I yelled at him to get out (not the exact words I used). He slams the bathroom door shut & retreats out the door yelling "but the door was unlocked?!".
What the fuck man!! Just because my front door is unlocked does in no way mean hello, please come in to my house & watch me wipe my arse.
This happens a lot. Not the strangers coming into my bathroom part, but the people opening our apartment door part. They get confused. Many of them can't speak or read a word of English & there is a stairwell right beside our apartment that leads guests upstairs to other motel units. One can only assume that when having the stairwell access pointed out to them by the helpful motel receptionist, they get confused.
But now I'm confused, because this particular guest had already been staying with us for the night prior, in a room UPSTAIRS. Nowhere near our apartment. Obviously he knows where his room is? Or not it seems.
I was piss mad & I felt a little invaded. Blake won't even come into the bathroom when I'm mudding. It's a scary time. And I appreciate his fear. It's a mass running fuck attack on the senses. I wouldn't purposely share that part of myself with anyone.
Nothing says welcome to Nelson like being blasted by the stink of a locals freshly laid turd burger. Or the being blinded by the chubby white thigh skin of an angry 30 something year old woman. I hope he has a nice holiday & the terrifying experience is forever ingrained in his memory.
Lucky for him I am now a graceful wiper. And he wasn't met by me doing the downward dog yoga position on top of the toilet attempting to get my short carny arms to reach around past my copious ass cheeks in order to hit the required spot as in previous uber fat years. Bum wiping with an extra 50kg of fat arse is a god dam work out yo. Thankfully this is no longer an issue for me.
I am loving the holidays. I am back at work today for 2 days then I get another 5 days off. I'm leaving Blake at home to look after the motel & I'm heading down to my sisters Bach (holiday home) for New Years eve. I am going to get drunk, lay in the sun & RELAX. First new years off in a few years.

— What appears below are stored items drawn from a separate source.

//! GSM modem adapter (SIM800-class, AT command set).
//!
//! Implements both outbound ports: [`AlertNotifier`] as SMS in text mode,
//! and [`TelemetryPublisher`] as an HTTP GET against the data platform
//! over GPRS. The modem is driven through the [`ModemLink`] trait so every
//! command sequence is testable against a scripted fake.

use core::fmt::Write as _;

use log::{info, warn};

use crate::app::events::TelemetryData;
use crate::app::ports::{AlertNotifier, TelemetryPublisher};
use crate::error::CommsError;

/// Longest modem response we care about. HTTPREAD payloads beyond this are
/// truncated by the link, which is fine — we only scan for result tokens.
pub const RESPONSE_CAP: usize = 256;

pub type ModemResponse = heapless::String<RESPONSE_CAP>;

/// Byte-level access to the modem's serial line plus a delay source.
///
/// `read_response` collects whatever the modem sends back within the
/// budget; an empty string means the modem stayed silent.
pub trait ModemLink {
    fn write_line(&mut self, line: &str);
    fn write_raw(&mut self, bytes: &[u8]);
    fn read_response(&mut self, budget_ms: u32) -> ModemResponse;
    fn delay_ms(&mut self, ms: u32);
}

/// Bounded retry for commands the modem answers with `ERROR`.
#[derive(Debug, Clone, Copy)]
pub struct RetryPolicy {
    pub max_attempts: u8,
    pub backoff_ms: u32,
}

impl Default for RetryPolicy {
    fn default() -> Self {
        Self {
            max_attempts: 2,
            backoff_ms: 1000,
        }
    }
}

const SMS_TERMINATOR: u8 = 0x1A; // Ctrl+Z ends the message body
const GPRS_ATTACH_ATTEMPTS: u8 = 3;
const HTTP_ACTION_BUDGET_MS: u32 = 15_000;
const SMS_PROMPT_BUDGET_MS: u32 = 5_000;

pub struct GsmModem<L: ModemLink> {
    link: L,
    apn: heapless::String<32>,
    api_key: heapless::String<32>,
    alert_phone: heapless::String<20>,
    retry: RetryPolicy,
}

impl<L: ModemLink> GsmModem<L> {
    pub fn new(link: L, apn: &str, api_key: &str, alert_phone: &str) -> Self {
        Self {
            link,
            apn: heapless::String::try_from(apn).unwrap_or_default(),
            api_key: heapless::String::try_from(api_key).unwrap_or_default(),
            alert_phone: heapless::String::try_from(alert_phone).unwrap_or_default(),
            retry: RetryPolicy::default(),
        }
    }

    pub fn with_retry(mut self, retry: RetryPolicy) -> Self {
        self.retry = retry;
        self
    }

    // ── Bring-up ──────────────────────────────────────────────

    /// Modem bring-up: sanity check, factory reset, echo off, SMS text
    /// mode, then GPRS attach. The modem needs a few seconds after power
    /// before it answers at all.
    pub fn init(&mut self) -> Result<(), CommsError> {
        info!("initializing GSM modem");
        self.link.delay_ms(3000);

        self.send_command("AT", 500)?;
        self.send_command("ATZ", 1000)?;
        self.send_command("ATE0", 500)?;
        self.send_command("AT+CMGF=1", 500)?;
        // Close any bearer left open from a previous boot.
        let _ = self.send_command("AT+SAPBR=0,1", 2000);

        self.attach_gprs()
    }

    fn attach_gprs(&mut self) -> Result<(), CommsError> {
        self.send_command("AT+SAPBR=3,1,\"CONTYPE\",\"GPRS\"", 1000)?;

        let mut apn_cmd: heapless::String<64> = heapless::String::new();
        let _ = write!(apn_cmd, "AT+SAPBR=3,1,\"APN\",\"{}\"", self.apn);
        self.send_command(&apn_cmd, 1000)?;

        for attempt in 1..=GPRS_ATTACH_ATTEMPTS {
            let _ = self.send_command("AT+SAPBR=1,1", 3000);
            if self.bearer_open() {
                info!("GPRS bearer open (attempt {attempt})");
                self.send_command("AT+HTTPINIT", 1000)?;
                self.send_command("AT+HTTPPARA=\"CID\",1", 1000)?;
                return Ok(());
            }
            warn!("GPRS attach failed, attempt {attempt}/{GPRS_ATTACH_ATTEMPTS}");
            self.link.delay_ms(2000);
        }
        Err(CommsError::NotifierUnreachable)
    }

    fn bearer_open(&mut self) -> bool {
        self.link.write_line("AT+SAPBR=2,1");
        let response = self.link.read_response(1000);
        response.contains("+SAPBR: 1,1")
    }

    // ── Command plumbing ──────────────────────────────────────

    /// Send one AT command and collect the response, retrying on `ERROR`
    /// per the retry policy.
    fn send_command(&mut self, command: &str, settle_ms: u32) -> Result<ModemResponse, CommsError> {
        let mut attempt = 0;
        loop {
            attempt += 1;
            self.link.write_line(command);
            self.link.delay_ms(settle_ms);
            let response = self.link.read_response(2000);

            if !response.contains("ERROR") {
                return Ok(response);
            }
            if attempt >= self.retry.max_attempts {
                warn!("modem rejected '{command}' after {attempt} attempts");
                return Err(CommsError::CommandRejected);
            }
            warn!("modem error on '{command}', retrying");
            self.link.delay_ms(self.retry.backoff_ms);
        }
    }

    // ── Telemetry URL ─────────────────────────────────────────

    /// Field positions 1-8 are fixed by the channel layout; particulate
    /// fields are omitted entirely when the last frame failed validation so
    /// the platform never charts garbage.
    fn build_update_url(&self, data: &TelemetryData) -> heapless::String<RESPONSE_CAP> {
        let mut url = heapless::String::new();
        let _ = write!(
            url,
            "http://api.thingspeak.com/update?api_key={}\
             &field1={:.2}&field2={:.2}&field3={}&field4={}&field5={}&field6={}",
            self.api_key, data.temperature_c, data.humidity_pct, data.mq135, data.mq2, data.mq4,
            data.mq9,
        );
        if data.pm_valid {
            let _ = write!(url, "&field7={}&field8={}", data.pm25, data.pm10);
        }
        url
    }
}

impl<L: ModemLink> AlertNotifier for GsmModem<L> {
    /// Send `text` as an SMS to the configured alert number.
    ///
    /// The modem must echo the `>` prompt before it will accept a body;
    /// a missing prompt aborts rather than spraying bytes at a confused
    /// modem.
    fn send_alert(&mut self, text: &str) -> Result<(), CommsError> {
        self.send_command("AT+CMGF=1", 500)?;

        let mut recipient: heapless::String<48> = heapless::String::new();
        let _ = write!(recipient, "AT+CMGS=\"{}\"", self.alert_phone);
        self.link.write_line(&recipient);

        let prompt = self.link.read_response(SMS_PROMPT_BUDGET_MS);
        if !prompt.contains('>') {
            warn!("SMS prompt not received, aborting send");
            return Err(CommsError::NotifierUnreachable);
        }

        self.link.write_raw(text.as_bytes());
        self.link.write_raw(&[SMS_TERMINATOR]);

        let confirm = self.link.read_response(5000);
        if confirm.contains("ERROR") {
            return Err(CommsError::CommandRejected);
        }
        info!("SMS alert sent ({} chars)", text.len());
        Ok(())
    }
}

impl<L: ModemLink> TelemetryPublisher for GsmModem<L> {
    fn publish(&mut self, data: &TelemetryData) -> Result<(), CommsError> {
        if !self.bearer_open() {
            warn!("GPRS bearer closed, re-attaching");
            self.attach_gprs()?;
        }

        let url = self.build_update_url(data);

        // Fresh HTTP session per upload. HTTPTERM errors when no session
        // exists, which is fine.
        let _ = self.send_command("AT+HTTPTERM", 1000);
        self.send_command("AT+HTTPINIT", 1000)?;
        self.send_command("AT+HTTPPARA=\"CID\",1", 1000)?;

        let mut url_cmd: heapless::String<{ RESPONSE_CAP + 32 }> = heapless::String::new();
        let _ = write!(url_cmd, "AT+HTTPPARA=\"URL\",\"{url}\"");
        self.send_command(&url_cmd, 2000)?;

        self.link.write_line("AT+HTTPACTION=0");
        let action = self.link.read_response(HTTP_ACTION_BUDGET_MS);

        // Drain the body and tear down regardless of status.
        let _ = self.send_command("AT+HTTPREAD", 500);
        let _ = self.send_command("AT+HTTPTERM", 500);

        if action.contains("+HTTPACTION: 0,200") {
            info!("telemetry uploaded");
            Ok(())
        } else {
            warn!("telemetry upload failed: {action}");
            Err(CommsError::PublishFailed)
        }
    }
}

#[cfg(test)]
mod tests {
    use super::*;
    use std::collections::VecDeque;

    /// Scripted modem: pops canned responses, records everything written.
    struct FakeModem {
        responses: VecDeque<&'static str>,
        lines: Vec<String>,
        raw: Vec<u8>,
    }

    impl FakeModem {
        fn new(responses: &[&'static str]) -> Self {
            Self {
                responses: responses.iter().copied().collect(),
                lines: Vec::new(),
                raw: Vec::new(),
            }
        }
    }

    impl ModemLink for FakeModem {
        fn write_line(&mut self, line: &str) {
            self.lines.push(line.to_string());
        }

        fn write_raw(&mut self, bytes: &[u8]) {
            self.raw.extend_from_slice(bytes);
        }

        fn read_response(&mut self, _budget_ms: u32) -> ModemResponse {
            let text = self.responses.pop_front().unwrap_or("");
            heapless::String::try_from(text).unwrap()
        }

        fn delay_ms(&mut self, _ms: u32) {}
    }

    fn telemetry(pm_valid: bool) -> TelemetryData {
        TelemetryData {
            temperature_c: 24.5,
            humidity_pct: 61.0,
            mq135: 300,
            mq2: 120,
            mq4: 110,
            mq9: 90,
            pm25: 12,
            pm10: 20,
            pm_valid,
        }
    }

    #[test]
    fn sms_writes_body_and_terminator() {
        // CMGF ok, prompt, send confirmation.
        let link = FakeModem::new(&["OK", ">", "+CMGS: 3\r\nOK"]);
        let mut modem = GsmModem::new(link, "internet", "KEY", "+15551234567");
        modem.send_alert("ALERT: High temperature: 32.0C. ").unwrap();

        assert!(modem.link.lines.contains(&"AT+CMGS=\"+15551234567\"".to_string()));
        let body = String::from_utf8(modem.link.raw.clone()).unwrap();
        assert!(body.starts_with("ALERT: High temperature: 32.0C. "));
        assert_eq!(*modem.link.raw.last().unwrap(), SMS_TERMINATOR);
    }

    #[test]
    fn sms_aborts_without_prompt() {
        // CMGF ok, then silence instead of the '>' prompt.
        let link = FakeModem::new(&["OK", ""]);
        let mut modem = GsmModem::new(link, "internet", "KEY", "+15551234567");
        let err = modem.send_alert("ALERT: test").unwrap_err();
        assert_eq!(err, CommsError::NotifierUnreachable);
        // No body bytes went out.
        assert!(modem.link.raw.is_empty());
    }

    #[test]
    fn command_retries_once_on_error_then_succeeds() {
        let link = FakeModem::new(&["ERROR", "OK"]);
        let mut modem = GsmModem::new(link, "internet", "KEY", "+1");
        let response = modem.send_command("AT+CMGF=1", 0).unwrap();
        assert_eq!(response.as_str(), "OK");
        assert_eq!(modem.link.lines.len(), 2);
    }

    #[test]
    fn command_gives_up_after_max_attempts() {
        let link = FakeModem::new(&["ERROR", "ERROR"]);
        let mut modem = GsmModem::new(link, "internet", "KEY", "+1");
        let err = modem.send_command("AT+HTTPINIT", 0).unwrap_err();
        assert_eq!(err, CommsError::CommandRejected);
    }

    #[test]
    fn url_includes_pm_fields_only_when_valid() {
        let modem = GsmModem::new(FakeModem::new(&[]), "internet", "KEY", "+1");

        let with_pm = modem.build_update_url(&telemetry(true));
        assert!(with_pm.contains("field1=24.50"));
        assert!(with_pm.contains("field6=90"));
        assert!(with_pm.contains("field7=12"));
        assert!(with_pm.contains("field8=20"));

        let without_pm = modem.build_update_url(&telemetry(false));
        assert!(without_pm.contains("field6=90"));
        assert!(!without_pm.contains("field7"));
        assert!(!without_pm.contains("field8"));
    }

    #[test]
    fn publish_fails_without_http_200() {
        // Bearer query ok, HTTPTERM/HTTPINIT/CID/URL ok, action times out,
        // then HTTPREAD/HTTPTERM drains.
        let link = FakeModem::new(&[
            "+SAPBR: 1,1",
            "OK",
            "OK",
            "OK",
            "OK",
            "", // no +HTTPACTION status
            "OK",
            "OK",
        ]);
        let mut modem = GsmModem::new(link, "internet", "KEY", "+1");
        let err = modem.publish(&telemetry(true)).unwrap_err();
        assert_eq!(err, CommsError::PublishFailed);
    }

    #[test]
    fn publish_succeeds_on_http_200() {
        let link = FakeModem::new(&[
            "+SAPBR: 1,1",
            "OK",
            "OK",
            "OK",
            "OK",
            "+HTTPACTION: 0,200,4",
            "OK",
            "OK",
        ]);
        let mut modem = GsmModem::new(link, "internet", "KEY", "+1");
        modem.publish(&telemetry(true)).unwrap();
        assert!(modem
            .link
            .lines
            .iter()
            .any(|l| l.contains("AT+HTTPPARA=\"URL\"")));
    }
}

Looking ahead to the new year, these are the things I wish for the me & the universe.
I would like to learn to grow my own veges. Or keep a plant of any kind alive for more than a week.
I would like to keep motivated enough to go to the gym 3-4 times week. Currently I suck balls at that. Mike someone is on holiday. I already have scheduled PT sessions with him in the new year & I know for a fact he is going to work this bitch.
I would like to dedicate more time & make more of an effort to spend time with my family & friends. I also suck at this. I always let the busy take over. Nothing in life is more important than family & friends.
I would like to keep making you whores laugh with my random stories of Becky life fails/toilet adventures & general whatthefuckery. I like to think I have tainted you all somewhat with my filth.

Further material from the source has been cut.